I am surprised. Son has French cousins, but this would be the first French character trait I was about to discover:
"A glimpse into French gardens shows you the equal concern of the Frenchman of his country and of cooking. Fruit and vegetable have priority over flowers and ornamental shrubs",
writes Brigitte Tillney in her book "Culinary pleasures from the French Kitchen Garden".
Under the text we see the photograph of a rather sullen looking little French boy, aged maybe 5, loaded with courgettes.
Well, definitely son had beamed much more when he, at the same age, hold our harvest in his hands: a lot of cocktail tomatoes from a single plant at the warm wall of the house (where now vine and clematis grow). These tomatoes had impressed him so much that he almost couldn't wait for the day to come back from our holidays! In my diary I found this entry about our arrival home:
"But first he ran into the garden: he had spoken of it so often in Amrum, even dreamed of and asked: "Maybe a very fat pumpkin will block the garden gate - what will you think then?"
I haven't forgotten the year before when he had sold a splendid kohlrabi and a few courgettes to the neighbours in our street - with the distinct reminder "These are organic vegetables!" (The amused neighbours told me).
The shallots were safe, though: we had entwisted them into long plaits, and they lasted the whole winter. Now the organic farmers offer them at the market, and that's why I don't plant them anymore. Besides, there is almost any place here, everywhere flowers are on the rampant.
Under the sun shade the gaze of son becomes speculative. "I would turn all this into a kitchen garden."
I grow pale: "You can do that - when the garden belongs to you. But I will come at night and spook, I will point with pallidly glowing fingers to those prosaic heads of cabbage and hollowly ask: 'What have you done to my flowers?!?"
That does not impress him because he already thinks out a perfect sprinkler system for long rows of planned beans and peas - for the "optimum gain". He reminds me of de La Quintine, who gave up jurisprudence to become Royal Gardener in Versailles. (Till now son always wanted to study law. But maybe he'll fall in love with a flower garden in advanced age?)

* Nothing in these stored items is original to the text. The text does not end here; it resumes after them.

//! This crate provides the core business logic for IAM Role Keeper:
//! - Existence probing and adoption of roles that already exist
//! - Managed-policy resolution against the account
//! - Role provisioning with trust policy, managed policies and an optional instance profile
//! - Symmetric teardown
//!
//! Every operation takes the IAM collaborator ([`IamApi`]) explicitly; the
//! [`RoleKeeperService`] wires in the AWS SDK client for adapters.

pub mod aws;
pub mod commands;
mod error;
mod policies;
mod synthesis;
#[cfg(any(test, feature = "test-util"))]
pub mod testing;
mod types;

// Re-exports for a small, focused public API
pub use aws::{AwsError, AwsIamClient, IamApi, InstanceProfile, ManagedPolicy, RemoteRole};
pub use commands::{
    adopt, destroy, ensure_role, instance_profile_arn, probe, provision, refresh,
    RoleKeeperService,
};
pub use error::{ResourceKind, RoleKeeperError, RoleKeeperResult};
pub use policies::{policy_arn, policy_names, resolve_policies};
pub use synthesis::build_trust_policy;
pub use types::{
    instance_profile_name, validate_role_name, PolicyInput, Role, RoleSnapshot, RoleSpec,
    ServicePrincipal, TrustPolicyDocument, TrustPrincipal, TrustStatement, DEFAULT_DESCRIPTION,
    INSTANCE_PROFILE_SUFFIX, POLICY_VERSION,
};
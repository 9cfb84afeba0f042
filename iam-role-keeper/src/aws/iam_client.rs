//! AWS IAM client wrapper for role lifecycle operations
//!
// TODO: Switch the manual marker loops to the SDK paginators once the crate depends on
// an async stream utility anyway.

use async_trait::async_trait;
use aws_sdk_iam::Client as IamClient;

use crate::aws::api::{IamApi, InstanceProfile, ManagedPolicy, RemoteRole};
use crate::aws::{AwsError, AwsResult};
use crate::types::TrustPolicyDocument;

pub struct AwsIamClient {
    client: IamClient,
}

impl AwsIamClient {
    pub fn new(client: IamClient) -> Self {
        Self { client }
    }

    pub fn from_conf(config: &aws_config::SdkConfig) -> Self {
        Self::new(IamClient::new(config))
    }
}

#[async_trait]
impl IamApi for AwsIamClient {
    async fn get_role(&self, role_name: &str) -> AwsResult<RemoteRole> {
        log::debug!("iam:GetRole {role_name}");
        let response = self
            .client
            .get_role()
            .role_name(role_name)
            .send()
            .await
            .map_err(|e| {
                if e.as_service_error()
                    .is_some_and(|se| se.is_no_such_entity_exception())
                {
                    AwsError::NoSuchEntity(format!("role '{role_name}'"))
                } else {
                    AwsError::IamError(format!("Failed to get role '{role_name}': {e:?}"))
                }
            })?;

        let role = response.role().ok_or_else(|| {
            AwsError::IamError(format!("GetRole response for '{role_name}' has no role"))
        })?;
        let encoded = role.assume_role_policy_document().ok_or_else(|| {
            AwsError::PolicyError(format!("Role '{role_name}' has no trust policy document"))
        })?;

        Ok(RemoteRole {
            arn: role.arn().to_string(),
            description: role.description().map(str::to_string),
            trust_policy_document: decode_policy_document(encoded)?,
        })
    }

    async fn list_attached_policies(&self, role_name: &str) -> AwsResult<Vec<String>> {
        log::debug!("iam:ListAttachedRolePolicies {role_name}");
        let mut names = Vec::new();
        let mut marker: Option<String> = None;
        loop {
            let response = self
                .client
                .list_attached_role_policies()
                .role_name(role_name)
                .set_marker(marker.take())
                .send()
                .await
                .map_err(|e| {
                    AwsError::IamError(format!(
                        "Failed to list attached policies for role '{role_name}': {e}"
                    ))
                })?;

            names.extend(
                response
                    .attached_policies()
                    .iter()
                    .filter_map(|p| p.policy_name().map(str::to_string)),
            );

            match response.marker() {
                Some(next) if response.is_truncated() => marker = Some(next.to_string()),
                _ => break,
            }
        }
        Ok(names)
    }

    async fn list_available_policies(&self) -> AwsResult<Vec<ManagedPolicy>> {
        log::debug!("iam:ListPolicies");
        let mut policies = Vec::new();
        let mut marker: Option<String> = None;
        loop {
            let response = self
                .client
                .list_policies()
                .set_marker(marker.take())
                .send()
                .await
                .map_err(|e| AwsError::IamError(format!("Failed to list policies: {e}")))?;

            policies.extend(response.policies().iter().filter_map(|p| {
                match (p.policy_name(), p.arn()) {
                    (Some(name), Some(arn)) => Some(ManagedPolicy::new(name, arn)),
                    _ => None,
                }
            }));

            match response.marker() {
                Some(next) if response.is_truncated() => marker = Some(next.to_string()),
                _ => break,
            }
        }
        Ok(policies)
    }

    async fn create_role(
        &self,
        role_name: &str,
        trust_policy: &TrustPolicyDocument,
        description: &str,
    ) -> AwsResult<String> {
        log::debug!("iam:CreateRole {role_name}");
        let policy_json = serde_json::to_string(trust_policy)
            .map_err(|e| AwsError::PolicyError(format!("Failed to serialize policy: {e}")))?;

        let response = self
            .client
            .create_role()
            .role_name(role_name)
            .assume_role_policy_document(policy_json)
            .description(description)
            .send()
            .await
            .map_err(|e| {
                AwsError::IamError(format!("Failed to create role '{role_name}': {e:?}"))
            })?;

        response
            .role()
            .map(|role| role.arn().to_string())
            .ok_or_else(|| {
                AwsError::IamError(format!("CreateRole response for '{role_name}' has no role"))
            })
    }

    async fn attach_policy(&self, role_name: &str, policy_arn: &str) -> AwsResult<()> {
        log::debug!("iam:AttachRolePolicy {role_name} {policy_arn}");
        self.client
            .attach_role_policy()
            .role_name(role_name)
            .policy_arn(policy_arn)
            .send()
            .await
            .map_err(|e| {
                AwsError::IamError(format!(
                    "Failed to attach policy '{policy_arn}' to role '{role_name}': {e}"
                ))
            })?;
        Ok(())
    }

    async fn detach_policy(&self, role_name: &str, policy_arn: &str) -> AwsResult<()> {
        log::debug!("iam:DetachRolePolicy {role_name} {policy_arn}");
        self.client
            .detach_role_policy()
            .role_name(role_name)
            .policy_arn(policy_arn)
            .send()
            .await
            .map_err(|e| {
                AwsError::IamError(format!(
                    "Failed to detach policy '{policy_arn}' from role '{role_name}': {e}"
                ))
            })?;
        Ok(())
    }

    async fn delete_role(&self, role_name: &str) -> AwsResult<()> {
        log::debug!("iam:DeleteRole {role_name}");
        self.client
            .delete_role()
            .role_name(role_name)
            .send()
            .await
            .map_err(|e| AwsError::IamError(format!("Failed to delete role '{role_name}': {e}")))?;
        Ok(())
    }

    async fn create_instance_profile(&self, profile_name: &str) -> AwsResult<()> {
        log::debug!("iam:CreateInstanceProfile {profile_name}");
        self.client
            .create_instance_profile()
            .instance_profile_name(profile_name)
            .send()
            .await
            .map_err(|e| {
                AwsError::IamError(format!(
                    "Failed to create instance profile '{profile_name}': {e:?}"
                ))
            })?;
        Ok(())
    }

    async fn delete_instance_profile(&self, profile_name: &str) -> AwsResult<()> {
        log::debug!("iam:DeleteInstanceProfile {profile_name}");
        self.client
            .delete_instance_profile()
            .instance_profile_name(profile_name)
            .send()
            .await
            .map_err(|e| {
                AwsError::IamError(format!(
                    "Failed to delete instance profile '{profile_name}': {e}"
                ))
            })?;
        Ok(())
    }

    async fn add_role_to_instance_profile(
        &self,
        profile_name: &str,
        role_name: &str,
    ) -> AwsResult<()> {
        log::debug!("iam:AddRoleToInstanceProfile {profile_name} {role_name}");
        self.client
            .add_role_to_instance_profile()
            .instance_profile_name(profile_name)
            .role_name(role_name)
            .send()
            .await
            .map_err(|e| {
                AwsError::IamError(format!(
                    "Failed to add role '{role_name}' to instance profile '{profile_name}': {e}"
                ))
            })?;
        Ok(())
    }

    async fn remove_role_from_instance_profile(
        &self,
        profile_name: &str,
        role_name: &str,
    ) -> AwsResult<()> {
        log::debug!("iam:RemoveRoleFromInstanceProfile {profile_name} {role_name}");
        self.client
            .remove_role_from_instance_profile()
            .instance_profile_name(profile_name)
            .role_name(role_name)
            .send()
            .await
            .map_err(|e| {
                AwsError::IamError(format!(
                    "Failed to remove role '{role_name}' from instance profile '{profile_name}': {e}"
                ))
            })?;
        Ok(())
    }

    async fn list_instance_profiles_for_role(
        &self,
        role_name: &str,
    ) -> AwsResult<Vec<InstanceProfile>> {
        log::debug!("iam:ListInstanceProfilesForRole {role_name}");
        let mut profiles = Vec::new();
        let mut marker: Option<String> = None;
        loop {
            let response = self
                .client
                .list_instance_profiles_for_role()
                .role_name(role_name)
                .set_marker(marker.take())
                .send()
                .await
                .map_err(|e| {
                    AwsError::IamError(format!(
                        "Failed to list instance profiles for role '{role_name}': {e}"
                    ))
                })?;

            profiles.extend(response.instance_profiles().iter().map(|p| InstanceProfile {
                name: p.instance_profile_name().to_string(),
                arn: p.arn().to_string(),
            }));

            match response.marker() {
                Some(next) if response.is_truncated() => marker = Some(next.to_string()),
                _ => break,
            }
        }
        Ok(profiles)
    }
}

/// Decode a policy document as returned by IAM (URL-encoded JSON)
pub fn decode_policy_document(encoded: &str) -> AwsResult<serde_json::Value> {
    let decoded = percent_encoding::percent_decode_str(encoded)
        .decode_utf8()
        .map_err(|e| AwsError::PolicyError(format!("Failed to URL decode policy document: {e}")))?;

    serde_json::from_str(&decoded)
        .map_err(|e| AwsError::PolicyError(format!("Failed to parse policy document JSON: {e}")))
}
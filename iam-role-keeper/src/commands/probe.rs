//! Existence probing and adoption of roles that already exist

use std::collections::BTreeSet;

use crate::aws::IamApi;
use crate::error::RoleKeeperResult;
use crate::types::{validate_role_name, Role, RoleSnapshot};

/// Look up a role by name and capture its live configuration.
///
/// A missing role is not an error. Instance-profile bindings are not
/// discovered, so `has_instance_profile` is always false in the snapshot.
pub async fn probe(api: &dyn IamApi, role_name: &str) -> RoleKeeperResult<RoleSnapshot> {
    validate_role_name(role_name)?;

    let remote = match api.get_role(role_name).await {
        Ok(remote) => remote,
        Err(e) if e.is_no_such_entity() => {
            log::debug!("IAM role {role_name} does not exist");
            return Ok(RoleSnapshot::Missing);
        }
        Err(e) => return Err(e.into()),
    };

    let attached_policies: BTreeSet<String> = api
        .list_attached_policies(role_name)
        .await?
        .into_iter()
        .collect();

    log::info!("IAM role {} already exists: {}", role_name, remote.arn);

    Ok(RoleSnapshot::Existing {
        arn: remote.arn,
        description: remote.description.unwrap_or_default(),
        trust_policy_document: remote.trust_policy_document,
        attached_policies,
        has_instance_profile: false,
    })
}

/// Adopt an existing role; `None` when no role has this name
pub async fn adopt(api: &dyn IamApi, role_name: &str) -> RoleKeeperResult<Option<Role>> {
    let snapshot = probe(api, role_name).await?;
    Ok(Role::adopted(role_name, snapshot))
}

/// Re-probe a role and return a fresh adopted value; `None` if it is gone
pub async fn refresh(api: &dyn IamApi, role: &Role) -> RoleKeeperResult<Option<Role>> {
    let refreshed = adopt(api, role.name()).await?;
    if let Some(current) = &refreshed {
        if current.arn() != role.arn() {
            log::warn!(
                "IAM role {} was replaced: {} is now {}",
                role.name(),
                role.arn(),
                current.arn()
            );
        }
    }
    Ok(refreshed)
}

impl super::service::RoleKeeperService {
    pub async fn probe(&self, role_name: &str) -> RoleKeeperResult<RoleSnapshot> {
        probe(self.iam(), role_name).await
    }

    pub async fn adopt(&self, role_name: &str) -> RoleKeeperResult<Option<Role>> {
        adopt(self.iam(), role_name).await
    }

    pub async fn refresh(&self, role: &Role) -> RoleKeeperResult<Option<Role>> {
        refresh(self.iam(), role).await
    }
}

#[cfg(test)]
mod tests {
    use super::*;
    use crate::aws::ManagedPolicy;
    use crate::error::RoleKeeperError;
    use crate::testing::{IamCall, InMemoryIam};

    #[tokio::test]
    async fn test_probe_missing_role() {
        let iam = InMemoryIam::new();
        let snapshot = probe(&iam, "missing-role").await.unwrap();
        assert_eq!(snapshot, RoleSnapshot::Missing);
        assert!(!snapshot.exists());
        assert!(snapshot.arn().is_none());
        assert!(snapshot.description().is_none());
        assert!(snapshot.trust_policy_document().is_none());
        assert!(snapshot.attached_policies().is_none());
        assert!(snapshot.has_instance_profile().is_none());
        // Not-found short-circuits before listing policies
        assert_eq!(iam.calls(), vec![IamCall::GetRole("missing-role".into())]);
    }

    #[tokio::test]
    async fn test_probe_existing_role_defaults_description() {
        let iam = InMemoryIam::new()
            .with_policies([ManagedPolicy::new("P1", "arn:aws:iam::aws:policy/P1")])
            .with_existing_role("legacy", None, serde_json::json!({"Version": "2012-10-17"}), ["P1"]);

        let snapshot = probe(&iam, "legacy").await.unwrap();
        assert!(snapshot.exists());
        assert_eq!(snapshot.description(), Some(""));
        assert_eq!(snapshot.has_instance_profile(), Some(false));
        assert_eq!(
            snapshot.attached_policies(),
            Some(&BTreeSet::from(["P1".to_string()]))
        );
    }

    #[tokio::test]
    async fn test_probe_propagates_other_failures() {
        let iam = InMemoryIam::new().failing_on("GetRole");
        let err = probe(&iam, "any-role").await.unwrap_err();
        assert!(matches!(err, RoleKeeperError::Aws(_)));
    }

    #[tokio::test]
    async fn test_probe_rejects_bad_name_without_calls() {
        let iam = InMemoryIam::new();
        let err = probe(&iam, "bad name").await.unwrap_err();
        assert!(matches!(err, RoleKeeperError::InvalidRoleName(_)));
        assert!(iam.calls().is_empty());
    }

    #[tokio::test]
    async fn test_refresh_returns_new_value() {
        let iam = InMemoryIam::new().with_existing_role(
            "legacy",
            Some("old"),
            serde_json::json!({}),
            Vec::<String>::new(),
        );
        let role = adopt(&iam, "legacy").await.unwrap().unwrap();
        iam.delete_role("legacy").await.unwrap();

        assert!(refresh(&iam, &role).await.unwrap().is_none());
        assert_eq!(role.description(), "old");
    }
}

As a compromise I now suggest an English cottage garden, where at least vegetable and flowers live harmoniously in the same bed, even to the benefit of both.
And tell him of wartime (which, being born thank God later, I hadn't to experience), in which in England hungry people dug up the lanes to plant potatoes. And President Roosevelt recommended the Americans to lay out 'Victory gardens', and not to waste anything, and the American women really accomplished to earn over a million tons of vegetable, which was half of what the home front consumed.
This impresses our son.
But I am glad that nowadays we don't have any 'Victory' but only 'peace' gardens. Full of flowers.
Just beautiful.
PS: In 2013 I have to add that son studied successfully law. And read Churchill's biography. The love of gardens will follow, I'm sure of that.
Sunday, 25 August 2013
Sage - and Balance
I don't know what to make of this: the sage in my garden is getting scrubby.
There will be enough leaves for Saltim bocca, but it makes me nervous that - on a higher level - it foretells change in hierarchical order.
We have two sage-bushes: the one near the house seems a bit lackadaisical this year. The second bush has almost disappeared in the sea of evening primroses at the back of the garden: where I was too polite to say "No!" to the evening primroses, they now whisper in a soft moonlight yellow voice "No!" to me and block even the way to the red currants. (Only the birds are happy about that).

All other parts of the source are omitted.